Country & Western that is bad.
You could always move.


----------



## peachcreek (Sep 21, 2001)

Some Country-Western isn't too bad. Mark Knofflers recording with the Notting Hillbillies is one of my favorites. A lot of old 60's rock and roll sounds like country music to me. And a lot of old rock had its roots in country music. 
Sometimes I get a vision of living in Nevada, cooking at a cafe next to the gas pumps off of some little two lane. Staying in a single-wide across the dirt lot from the restaurant. Not a tree for miles. Wearing a white T-shirt and a smudged up 4-way, swatting flies and listening to Conway Twitty.


----------



## chefboy2160 (Oct 13, 2001)

Peach , I just got a real bad visual . Scary dude , and the Twitty bird ! Ouch . OK , Ive got to listen to some Sublime realy quick to ease the pain I've just experienced . Later .


----------



## chefhogan (Jun 15, 2003)

Music ONLY allowed during PREP, is my rule in the kitchen. I myself prefer rock and roll when I am preppin but I am flexiable, and I am open to all styles of music except for RAP.
If staff gets to distracted the music is shut off, I have no time for arguments over music choices when it comes to a multi staff environment. The Food MUST go out, bottom line!

Hogan


----------



## mike (Jan 24, 2003)

Oh Hogan your so mean, hensforth ye shall be named "Hulk".


----------



## mike (Jan 24, 2003)

Kitchen music...............check this out...............

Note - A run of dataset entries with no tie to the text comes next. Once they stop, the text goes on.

/// Upper bound on how many lines, after the skip prefix, the sampler may read.
#[derive(Debug, PartialEq, Eq, Clone, Copy, Default)]
pub enum LineBound {
    #[default]
    Unbounded,
    AtMost(usize),
}

impl LineBound {
    /// Negative values mean "no bound", as on the command line.
    pub fn from_signed(max_lines: i64) -> LineBound {
        match usize::try_from(max_lines) {
            Ok(n) => LineBound::AtMost(n),
            Err(_) => LineBound::Unbounded,
        }
    }

    /// Whether another line may be read once `count` lines have been read.
    pub fn allows(&self, count: usize) -> bool {
        match self {
            LineBound::Unbounded => true,
            LineBound::AtMost(n) => count < *n,
        }
    }
}

#[derive(Debug, PartialEq, Eq, Clone, Copy)]
pub struct SampleConfig {
    pub sample_size: usize,
    pub max_lines: LineBound,
    pub skip_lines: usize,
}

impl Default for SampleConfig {
    fn default() -> Self {
        SampleConfig {
            sample_size: 3,
            max_lines: LineBound::Unbounded,
            skip_lines: 0,
        }
    }
}

impl SampleConfig {
    pub fn new(sample_size: usize) -> SampleConfig {
        SampleConfig {
            sample_size,
            ..Default::default()
        }
    }

    pub fn with_max_lines(self, max_lines: usize) -> SampleConfig {
        SampleConfig {
            max_lines: LineBound::AtMost(max_lines),
            ..self
        }
    }

    pub fn with_skip_lines(self, skip_lines: usize) -> SampleConfig {
        SampleConfig { skip_lines, ..self }
    }

    /// Builds a config from raw signed values. Negative sizes and skips become zero and a
    /// negative `max_lines` means unbounded.
    pub fn from_signed(sample_size: i64, max_lines: i64, skip_lines: i64) -> SampleConfig {
        SampleConfig {
            sample_size: usize::try_from(sample_size).unwrap_or(0),
            max_lines: LineBound::from_signed(max_lines),
            skip_lines: usize::try_from(skip_lines).unwrap_or(0),
        }
    }

    /// The sample size after clamping to `max_lines`. You can't sample more lines than will
    /// ever be read.
    pub fn effective_sample_size(&self) -> usize {
        match self.max_lines {
            LineBound::Unbounded => self.sample_size,
            LineBound::AtMost(n) => self.sample_size.min(n),
        }
    }
}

http://www.rathergood.com/moon song/

it made me laugh


----------



## vzank (Oct 6, 2002)

Since I lived and work in California, where a majority of kitchen workers are either Mexican or Guatamalan,we play Mariachi, Salsa and Samba music by default.


----------



## chefhogan (Jun 15, 2003)

Please repost, the link is broken...


----------



## mike (Jan 24, 2003)

Hulk Hogan.............just click on www.rather good.com

cheers
mike


----------



## chefhogan (Jun 15, 2003)

Hi Mike, still coming up error 404..?:bounce:


----------



## mike (Jan 24, 2003)

Try linking direct , must be your browser because soussweets found site through my link
good luck


----------



## soussweets (Apr 12, 2003)

www.rathergood.com


----------



## mike (Jan 24, 2003)

Thanks soussweets, your a diamond geezer.


----------



## star (Jul 18, 2003)

chefHogan


I agree whith you on that :chef: (music)

I'm a line manger and are head chef // GM let the boy's 
blast the music as loud as thay can and it drive me crazy..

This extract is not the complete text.